We launched a series of monthly online events, Akwaaba Learn & Discuss. This is a space for learning and discussion, for everyone in Akwaaba, around the UK border regime and hostile environment, their relationship to racial capitalism, colonialism and white supremacy, and how we might fight back. So far we have had sessions on:

  • The relationship between racism and immigration controls, with guest speaker Luke de Noronha
  • The relationship between immigration law and colonialism, with guest speaker Nadine El-Enany
  • The history of NHS charges for migrants and how these charges were resisted, with guest speaker Kathryn Medien
  • Housing rights for migrants and the history of racism in housing, with guest speakers from Housing Action Southwark and Lambeth


  • The Budget Group is open to all members, and met regularly at the beginning of the pandemic to determine the budget for the coming months. The budget for each three month phase of our Covid Hardship Programme is agreed at a meeting attended by any Akwaaba member who would like to join.
  • In the past 12 months our income has tripled as we raised money to support our members during the pandemic. This meant a lot of extra work for our Finance Committee.

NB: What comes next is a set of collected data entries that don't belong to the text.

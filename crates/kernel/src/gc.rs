//! `GCActions` (§4.3): pure policy deriving drop/retire/abandon actions
//! from refcount transitions, queued through the same run-queue storage the
//! crank loop drains (§4.6's "GC actions run before ordinary sends").

use tracing::debug;
use vatkern_common::{EndpointId, GcActionKind, KRef, RunQueueItem};
use vatkern_storage::{keys, Store};

use crate::codec::{decode_u64, encode_u64};
use crate::error::GcError;
use crate::reftables::RefTables;

/// Derives and records GC actions. Holds no state of its own beyond the
/// shared `RefTables`/`Store` handles — every decision is a pure function
/// of the current c-list and kernel-object-table contents.
#[derive(Debug, Clone)]
pub struct GcActions {
    store: Store,
    refs: RefTables,
}

impl GcActions {
    pub fn new(store: Store, refs: RefTables) -> Self {
        GcActions { store, refs }
    }

    /// Called after an endpoint's c-list entry for `kref` is forgotten
    /// (recognizable dropped to zero, §4.2/§4.3). Orders the action
    /// `drop` before `retire`: the owning vat must hear about the drop
    /// (if it cares) before the kernel permanently frees the identifier.
    pub fn on_import_forgotten(
        &self,
        importer: EndpointId,
        kref: KRef,
        was_last_importer: bool,
    ) -> Result<(), GcError> {
        if !kref.is_object() {
            return Ok(());
        }
        let record = self.refs.get_object(kref)?;

        if record.reachable == 0 {
            self.enqueue(GcActionKind::Drop, record.owner, vec![kref])?;
        }

        if was_last_importer && record.reachable == 0 {
            self.enqueue(GcActionKind::Retire, record.owner, vec![kref])?;
        }
        let _ = importer;
        Ok(())
    }

    /// Called after `clearReachable` zeroes an importer's reachable bit
    /// (§4.3 rule 1). If the object's reachable count is now globally zero
    /// while it is still recognizable, the owner is told via `dropExports`
    /// so it can release whatever local resource backs the export; unlike
    /// `on_import_forgotten` this never enqueues `retire`, since the
    /// importer hasn't given up recognizing the object, only reaching it.
    pub fn on_reachability_dropped(&self, kref: KRef) -> Result<(), GcError> {
        if !kref.is_object() {
            return Ok(());
        }
        let record = self.refs.get_object(kref)?;
        if record.reachable == 0 && record.recognizable > 0 {
            self.enqueue(GcActionKind::Drop, record.owner, vec![kref])?;
        }
        Ok(())
    }

    /// Called when the owning vat voluntarily retires one of its exports
    /// via a `retireExports` syscall (§4.3 rule 2's importer-notification
    /// half): every other current importer is told via `retireImports` so
    /// it can drop its own recognition, symmetric with `on_vat_terminated`
    /// but triggered by the owner's own choice rather than its death.
    pub fn on_export_retired(&self, owner: EndpointId, kref: KRef, importers: &[EndpointId]) -> Result<(), GcError> {
        for &importer in importers {
            if importer != owner {
                self.enqueue(GcActionKind::Retire, importer, vec![kref])?;
            }
        }
        Ok(())
    }

    /// Called when a vat is torn down (§4.8): every object it owned that
    /// no other endpoint still imports is abandoned rather than retired —
    /// abandon leaves the kref allocated but orphaned, since retiring
    /// requires the owner to still be present to author the notification.
    /// Objects that do have surviving importers are instead retired out
    /// from under them: each importer's c-list entry is forgotten and told
    /// via a queued `retire` action, the same notification an owner's own
    /// `retireExports` would have produced, since the owner can no longer
    /// author one itself.
    pub fn on_vat_terminated(&self, vat: EndpointId, owned: &[KRef]) -> Result<(), GcError> {
        for &kref in owned {
            let importers = self.refs.importers_of(kref)?;
            if importers.is_empty() {
                debug!(%vat, %kref, "abandoning orphaned object");
                self.enqueue(GcActionKind::Abandon, vat, vec![kref])?;
                continue;
            }
            for importer in importers {
                if importer == vat {
                    continue;
                }
                self.refs.forget_kref(importer, kref)?;
                debug!(%vat, %importer, %kref, "retiring import of terminated vat's export");
                self.enqueue(GcActionKind::Retire, importer, vec![kref])?;
            }
        }
        Ok(())
    }

    fn enqueue(&self, kind: GcActionKind, endpoint: EndpointId, refs: Vec<KRef>) -> Result<(), GcError> {
        let seq = self.next_gc_seq()?;
        let item = RunQueueItem::GcAction {
            kind,
            endpoint,
            refs,
        };
        let encoded = serde_json::to_vec(&item).map_err(|e| {
            GcError::Store(vatkern_storage::StoreError::Backend(e.to_string()))
        })?;
        self.store.set(&keys::gc_action(seq), &encoded)?;
        Ok(())
    }

    fn next_gc_seq(&self) -> Result<u64, GcError> {
        let key = keys::kv(keys::NEXT_GC_SEQ);
        let current = self.store.get(&key)?.map(|b| decode_u64(&b)).transpose()?.unwrap_or(0);
        self.store.set(&key, &encode_u64(current + 1))?;
        Ok(current)
    }

    /// Returns the earliest queued GC action and its store key, without
    /// removing it. The crank loop removes it itself as the first step of
    /// the crank that delivers it (mirrors `Queue::dequeue`'s contract), so
    /// a crash before that crank's `end_crank` leaves the action still
    /// queued instead of lost.
    pub fn peek(&self) -> Result<Option<(Vec<u8>, RunQueueItem)>, GcError> {
        let mut entries = self.store.enumerate(keys::GC_PREFIX)?;
        if entries.is_empty() {
            return Ok(None);
        }
        let (key, value) = entries.remove(0);
        let item: RunQueueItem = serde_json::from_slice(&value).map_err(|e| {
            GcError::Store(vatkern_storage::StoreError::Backend(e.to_string()))
        })?;
        Ok(Some((key, item)))
    }

    /// Removes one queued action's store entry by key, as returned by
    /// `peek`.
    pub fn remove(&self, key: &[u8]) -> Result<(), GcError> {
        self.store.delete(key)?;
        Ok(())
    }

    /// Drains every queued GC action at once, in the order they were
    /// recorded. Used by tests and diagnostics; the crank loop itself goes
    /// through `peek`/`remove` one action per crank so a crash mid-batch
    /// doesn't lose whatever hadn't been delivered yet.
    pub fn drain(&self) -> Result<Vec<RunQueueItem>, GcError> {
        let entries = self.store.enumerate(keys::GC_PREFIX)?;
        let mut items = Vec::with_capacity(entries.len());
        for (key, value) in entries {
            let item: RunQueueItem = serde_json::from_slice(&value).map_err(|e| {
                GcError::Store(vatkern_storage::StoreError::Backend(e.to_string()))
            })?;
            self.store.delete(&key)?;
            items.push(item);
        }
        Ok(items)
    }

    pub fn is_empty(&self) -> Result<bool, GcError> {
        Ok(self.store.enumerate(keys::GC_PREFIX)?.is_empty())
    }
}

#[cfg(test)]
mod tests {
    use super::*;
    use std::sync::Arc;
    use vatkern_storage::backend::in_memory::InMemoryBackend;

    fn setup() -> (GcActions, RefTables) {
        let store = Store::new(Arc::new(InMemoryBackend::new()));
        let refs = RefTables::new(store.clone());
        (GcActions::new(store, refs.clone()), refs)
    }

    #[test]
    fn forgotten_import_with_no_reachability_enqueues_drop_and_retire() {
        let (gc, refs) = setup();
        let owner = EndpointId::vat(1);
        let importer = EndpointId::vat(2);
        let ko = refs.create_object(owner).unwrap();
        refs.translate_k_to_e(importer, ko, true).unwrap();
        refs.clear_reachable(importer, ko).unwrap();
        refs.forget_kref(importer, ko).unwrap();

        gc.on_import_forgotten(importer, ko, true).unwrap();
        let drained = gc.drain().unwrap();
        assert_eq!(drained.len(), 2);
        assert!(matches!(
            drained[0],
            RunQueueItem::GcAction { kind: GcActionKind::Drop, .. }
        ));
        assert!(matches!(
            drained[1],
            RunQueueItem::GcAction { kind: GcActionKind::Retire, .. }
        ));
    }

    #[test]
    fn clearing_the_last_importer_enqueues_drop_but_not_retire() {
        let (gc, refs) = setup();
        let owner = EndpointId::vat(1);
        let importer = EndpointId::vat(2);
        let ko = refs.create_object(owner).unwrap();
        refs.translate_k_to_e(importer, ko, true).unwrap();
        refs.clear_reachable(importer, ko).unwrap();

        gc.on_reachability_dropped(ko).unwrap();
        let drained = gc.drain().unwrap();
        assert_eq!(drained.len(), 1);
        assert!(matches!(
            drained[0],
            RunQueueItem::GcAction { kind: GcActionKind::Drop, .. }
        ));
    }

    #[test]
    fn export_retirement_notifies_every_other_importer() {
        let (gc, refs) = setup();
        let owner = EndpointId::vat(1);
        let a = EndpointId::vat(2);
        let b = EndpointId::vat(3);
        let ko = refs.create_object(owner).unwrap();
        refs.translate_k_to_e(a, ko, true).unwrap();
        refs.translate_k_to_e(b, ko, true).unwrap();

        gc.on_export_retired(owner, ko, &[owner, a, b]).unwrap();
        let drained = gc.drain().unwrap();
        assert_eq!(drained.len(), 2);
        for item in &drained {
            assert!(matches!(
                item,
                RunQueueItem::GcAction { kind: GcActionKind::Retire, endpoint, .. } if *endpoint == a || *endpoint == b
            ));
        }
    }

    #[test]
    fn vat_termination_abandons_orphaned_objects_and_retires_imported_ones() {
        let (gc, refs) = setup();
        let vat = EndpointId::vat(1);
        let importer = EndpointId::vat(2);
        let still_imported = refs.create_object(vat).unwrap();
        let orphaned = refs.create_object(vat).unwrap();
        refs.translate_k_to_e(importer, still_imported, true).unwrap();

        gc.on_vat_terminated(vat, &[still_imported, orphaned]).unwrap();
        assert!(refs.importers_of(still_imported).unwrap().is_empty());
        let drained = gc.drain().unwrap();
        assert_eq!(drained.len(), 2);
        assert!(drained.iter().any(|item| matches!(
            item,
            RunQueueItem::GcAction { kind: GcActionKind::Abandon, refs, .. } if refs == &vec![orphaned]
        )));
        assert!(drained.iter().any(|item| matches!(
            item,
            RunQueueItem::GcAction { kind: GcActionKind::Retire, endpoint, refs }
                if *endpoint == importer && refs == &vec![still_imported]
        )));
    }

    #[test]
    fn drain_is_idempotent_once_empty() {
        let (gc, _refs) = setup();
        assert!(gc.is_empty().unwrap());
        assert!(gc.drain().unwrap().is_empty());
    }
}
/// Persisted fields of a kernel object record (§3 "KernelObject record").
#[derive(Debug, Clone, PartialEq, Eq)]
pub struct KernelObjectRecord {
    pub owner: EndpointId,
    pub reachable: u64,
    pub recognizable: u64,
    pub revoked: bool,
    pub pinned: bool,
}

impl KernelObjectRecord {
    fn new(owner: EndpointId) -> Self {
        KernelObjectRecord {
            owner,
            reachable: 0,
            recognizable: 0,
            revoked: false,
            pinned: false,
        }
    }
}

/// Per-endpoint c-lists, the kernel object table, and the refcount
/// bookkeeping that both lean on. One `RefTables` wraps one `Store` handle;
/// cloning either is cheap (both are `Arc`-backed).
#[derive(Debug, Clone)]
pub struct RefTables {
    store: Store,
}

impl RefTables {
    pub fn new(store: Store) -> Self {
        RefTables { store }
    }

    fn next_id_at(&self, key: &[u8]) -> Result<u64, RefError> {
        let current = match self.store.get(key)? {
            Some(bytes) => decode_u64(&bytes)?,
            None => 0,
        };
        self.store.set(key, &encode_u64(current + 1))?;
        Ok(current)
    }

    /// Allocates the next `ko<N>` id and writes a fresh, zeroed record.
    pub fn create_object(&self, owner: EndpointId) -> Result<KRef, RefError> {
        let id = self.next_id_at(&keys::kv(keys::NEXT_OBJECT_ID))?;
        let kref = KRef::object(id);
        self.put_object(kref, &KernelObjectRecord::new(owner))?;
        trace!(%kref, %owner, "created kernel object");
        Ok(kref)
    }

    /// Allocates the next `kp<N>` id without writing a promise record —
    /// `PromiseMachine::allocate` owns the record shape and writes it.
    pub fn alloc_promise_id(&self) -> Result<KRef, RefError> {
        let id = self.next_id_at(&keys::kv(keys::NEXT_PROMISE_ID))?;
        Ok(KRef::promise(id))
    }

    pub fn get_object(&self, kref: KRef) -> Result<KernelObjectRecord, RefError> {
        let owner = self
            .store
            .get(&keys::kernel_object(kref, keys::KO_OWNER))?
            .ok_or(RefError::NoSuchObject(kref))?;
        let owner = EndpointId::from_str(&decode_string(&owner)?)
            .map_err(|_| RefError::NoSuchObject(kref))?;
        let reachable = self
            .store
            .get(&keys::kernel_object(kref, keys::KO_REACHABLE))?
            .map(|b| decode_u64(&b))
            .transpose()?
            .unwrap_or(0);
        let recognizable = self
            .store
            .get(&keys::kernel_object(kref, keys::KO_RECOGNIZABLE))?
            .map(|b| decode_u64(&b))
            .transpose()?
            .unwrap_or(0);
        let revoked = self
            .store
            .get(&keys::kernel_object(kref, keys::KO_REVOKED))?
            .is_some_and(|b| decode_bool(&b));
        let pinned = self
            .store
            .get(&keys::kernel_object(kref, keys::KO_PINNED))?
            .is_some_and(|b| decode_bool(&b));
        Ok(KernelObjectRecord {
            owner,
            reachable,
            recognizable,
            revoked,
            pinned,
        })
    }

    pub fn put_object(&self, kref: KRef, record: &KernelObjectRecord) -> Result<(), RefError> {
        self.store
            .set(&keys::kernel_object(kref, keys::KO_OWNER), &encode_str(record.owner))?;
        self.store.set(
            &keys::kernel_object(kref, keys::KO_REACHABLE),
            &encode_u64(record.reachable),
        )?;
        self.store.set(
            &keys::kernel_object(kref, keys::KO_RECOGNIZABLE),
            &encode_u64(record.recognizable),
        )?;
        self.store.set(
            &keys::kernel_object(kref, keys::KO_REVOKED),
            &encode_bool(record.revoked),
        )?;
        self.store.set(
            &keys::kernel_object(kref, keys::KO_PINNED),
            &encode_bool(record.pinned),
        )?;
        Ok(())
    }

    pub fn revoke(&self, kref: KRef) -> Result<(), RefError> {
        let mut record = self.get_object(kref)?;
        record.revoked = true;
        self.put_object(kref, &record)
    }

    pub fn pin(&self, kref: KRef) -> Result<(), RefError> {
        let mut record = self.get_object(kref)?;
        record.pinned = true;
        self.put_object(kref, &record)
    }

    // -- c-list -----------------------------------------------------------

    /// Looks up or allocates an endpoint-local ref for `kref`. Allocation
    /// (when `allocate_if_missing`) assigns the next import-side local ref
    /// and marks the object reachable (invariant 2, §3): a freshly imported
    /// ref is reachable by construction.
    pub fn translate_k_to_e(
        &self,
        endpoint: EndpointId,
        kref: KRef,
        allocate_if_missing: bool,
    ) -> Result<VRef, RefError> {
        let by_kref = keys::clist_by_kref(endpoint, kref);
        if let Some(bytes) = self.store.get(&by_kref)? {
            return VRef::from_str(&decode_string(&bytes)?)
                .map_err(|_| RefError::UnmappedRef {
                    endpoint,
                    local: VRef::ObjectImport(0),
                });
        }

        if !allocate_if_missing {
            return Err(RefError::NoSuchObject(kref));
        }

        let local = match kref {
            KRef::Object(_) => {
                let id = self.next_id_at(&keys::next_import_object_id(endpoint))?;
                VRef::ObjectImport(id)
            }
            KRef::Promise(_) => {
                let id = self.next_id_at(&keys::next_import_promise_id(endpoint))?;
                VRef::PromiseImport(id)
            }
        };

        self.bind(endpoint, kref, local)?;
        self.set_reachable(endpoint, kref, true)?;
        if kref.is_object() {
            let mut record = self.get_object(kref)?;
            record.reachable += 1;
            record.recognizable += 1;
            self.put_object(kref, &record)?;
        }
        trace!(%endpoint, %kref, %local, "allocated import");
        Ok(local)
    }

    /// Pure lookup; `UnmappedRef` if the endpoint never saw this local ref.
    pub fn translate_e_to_k(&self, endpoint: EndpointId, local: VRef) -> Result<KRef, RefError> {
        let key = keys::clist_by_local(endpoint, local);
        let bytes = self
            .store
            .get(&key)?
            .ok_or(RefError::UnmappedRef { endpoint, local })?;
        KRef::from_str(&decode_string(&bytes)?).map_err(|_| RefError::UnmappedRef { endpoint, local })
    }

    /// Establishes both directions of a c-list entry.
    pub fn bind(&self, endpoint: EndpointId, kref: KRef, local: VRef) -> Result<(), RefError> {
        self.store
            .set(&keys::clist_by_kref(endpoint, kref), &encode_str(local))?;
        self.store
            .set(&keys::clist_by_local(endpoint, local), &encode_str(kref))?;
        Ok(())
    }

    pub fn set_reachable(&self, endpoint: EndpointId, kref: KRef, reachable: bool) -> Result<(), RefError> {
        let key = keys::clist_reachable(endpoint, kref);
        if reachable {
            self.store.set(&key, b"1")?;
        } else {
            self.store.delete(&key)?;
        }
        Ok(())
    }

    pub fn get_reachable(&self, endpoint: EndpointId, kref: KRef) -> Result<bool, RefError> {
        Ok(self.store.get(&keys::clist_reachable(endpoint, kref))?.is_some())
    }

    pub fn clear_reachable(&self, endpoint: EndpointId, kref: KRef) -> Result<(), RefError> {
        self.set_reachable(endpoint, kref, false)?;
        if kref.is_object() {
            let mut record = self.get_object(kref)?;
            record.reachable = record.reachable.saturating_sub(1);
            self.put_object(kref, &record)?;
        }
        Ok(())
    }

    /// Removes both directions of a c-list entry, decrementing
    /// recognizable. Returns `true` when recognizable hit zero, signalling
    /// the caller (`GCActions`) to enqueue a retire action.
    pub fn forget_kref(&self, endpoint: EndpointId, kref: KRef) -> Result<bool, RefError> {
        if let Some(bytes) = self.store.get(&keys::clist_by_kref(endpoint, kref))? {
            if let Ok(local) = VRef::from_str(&decode_string(&bytes)?) {
                self.store.delete(&keys::clist_by_local(endpoint, local))?;
            }
        }
        self.store.delete(&keys::clist_by_kref(endpoint, kref))?;
        self.store.delete(&keys::clist_reachable(endpoint, kref))?;

        if !kref.is_object() {
            return Ok(false);
        }
        let mut record = self.get_object(kref)?;
        record.recognizable = record.recognizable.saturating_sub(1);
        let hit_zero = record.recognizable == 0;
        self.put_object(kref, &record)?;
        Ok(hit_zero)
    }

    /// Removes an owner's own c-list entry for its export, without
    /// touching `recognizable`: the owner's self-binding (written by
    /// `launch_vat`/`resolve_or_export`) was never counted there in the
    /// first place, so this is bookkeeping cleanup, not a refcount event.
    pub fn forget_own_export(&self, endpoint: EndpointId, kref: KRef) -> Result<(), RefError> {
        if let Some(bytes) = self.store.get(&keys::clist_by_kref(endpoint, kref))? {
            if let Ok(local) = VRef::from_str(&decode_string(&bytes)?) {
                self.store.delete(&keys::clist_by_local(endpoint, local))?;
            }
        }
        self.store.delete(&keys::clist_by_kref(endpoint, kref))?;
        self.store.delete(&keys::clist_reachable(endpoint, kref))?;
        Ok(())
    }

    /// Discards every c-list entry an endpoint holds, in either direction,
    /// along with its reachability bits — the "remove c-list" step of vat
    /// termination (§4.8). Unlike `forget_kref`, this does not touch
    /// `recognizable` on the objects it unbinds: a terminated vat's
    /// imports are handled by `on_vat_terminated`'s abandon pass instead,
    /// which reasons about ownership, not importer counts.
    pub fn forget_all(&self, endpoint: EndpointId) -> Result<(), RefError> {
        for (key, _) in self.store.enumerate(&keys::clist_by_kref_prefix(endpoint))? {
            self.store.delete(&key)?;
        }
        for (key, _) in self.store.enumerate(&keys::clist_by_local_prefix(endpoint))? {
            self.store.delete(&key)?;
        }
        let reachable_prefix = format!("clist.{endpoint}.r.").into_bytes();
        for (key, _) in self.store.enumerate(&reachable_prefix)? {
            self.store.delete(&key)?;
        }
        Ok(())
    }

    /// Every endpoint that currently holds a c-list entry naming `kref`,
    /// discovered by scanning all c-list-by-kref keys. Used when an object
    /// is retired and every importer must be told via `retireImports`.
    pub fn importers_of(&self, kref: KRef) -> Result<Vec<EndpointId>, RefError> {
        let mut importers = Vec::new();
        for (key, _) in self.store.enumerate(b"clist.")? {
            let key_str = decode_string(&key)?;
            let parts: Vec<&str> = key_str.splitn(4, '.').collect();
            if parts.len() != 4 || parts[2] != "k" {
                continue;
            }
            if parts[3] != kref.to_string() {
                continue;
            }
            if let Ok(endpoint) = EndpointId::from_str(parts[1]) {
                importers.push(endpoint);
            }
        }
        importers.sort();
        Ok(importers)
    }

    /// Advisory refcount adjustment for promise krefs (§4.2). Object krefs
    /// have no standalone refcount field in the persisted schema (§6):
    /// their liveness is already tracked by `reachable`/`recognizable`, so
    /// this is a deliberate no-op for them.
    pub fn increment_ref_count(&self, kref: KRef, tag: RefTag) -> Result<(), RefError> {
        if let KRef::Promise(_) = kref {
            let key = keys::kernel_promise(kref, keys::KP_REFCOUNT);
            let current = self.store.get(&key)?.map(|b| decode_u64(&b)).transpose()?.unwrap_or(0);
            self.store.set(&key, &encode_u64(current + 1))?;
            trace!(%kref, %tag, "refcount++");
        }
        Ok(())
    }

    pub fn decrement_ref_count(&self, kref: KRef, tag: RefTag) -> Result<(), RefError> {
        if let KRef::Promise(_) = kref {
            let key = keys::kernel_promise(kref, keys::KP_REFCOUNT);
            let current = self.store.get(&key)?.map(|b| decode_u64(&b)).transpose()?.unwrap_or(0);
            self.store.set(&key, &encode_u64(current.saturating_sub(1)))?;
            trace!(%kref, %tag, "refcount--");
        }
        Ok(())
    }

    pub fn promise_ref_count(&self, kref: KRef) -> Result<u64, RefError> {
        let key = keys::kernel_promise(kref, keys::KP_REFCOUNT);
        Ok(self.store.get(&key)?.map(|b| decode_u64(&b)).transpose()?.unwrap_or(0))
    }
}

New members were recruited from within Akwaaba and additional processes were put in place to manage our increased budget.
  • Secured a total of £175,000 from 12 grants of between £400 and £52,000
  • Raised almost £30k through a crowdfunder set up during the first lockdown and almost £2.5k from our Christmas dinner crowdfunder, and are now working towards a £40k target for our new crowdfunder
  • Received over £15,000 from direct donations


  • Recruited over 30 new volunteers, many of whom were existing migrant members of Akwaaba
  • In addition to lots of smaller inter- and intra-team meetings, organised two volunteer days where volunteers from across all the Akwaaba teams met in a combined outdoor in-person and online Zoom meeting to reflect on and help improve our pandemic response, with over 30 attending in July and over 50 in November
  • Provided child care reimbursements to enable Akwaaba parents to volunteer for Akwaaba’s takeaway food sessions on Sunday
  • Supported migrant members to become volunteers in different ways. For example, provided help with filling in the volunteer application forms at our Sunday sessions and remotely; covered travel expenses for Sunday sessions for all volunteers who needed it; and contributed towards phone and internet costs and provided access to laptops and tech support for remote volunteering.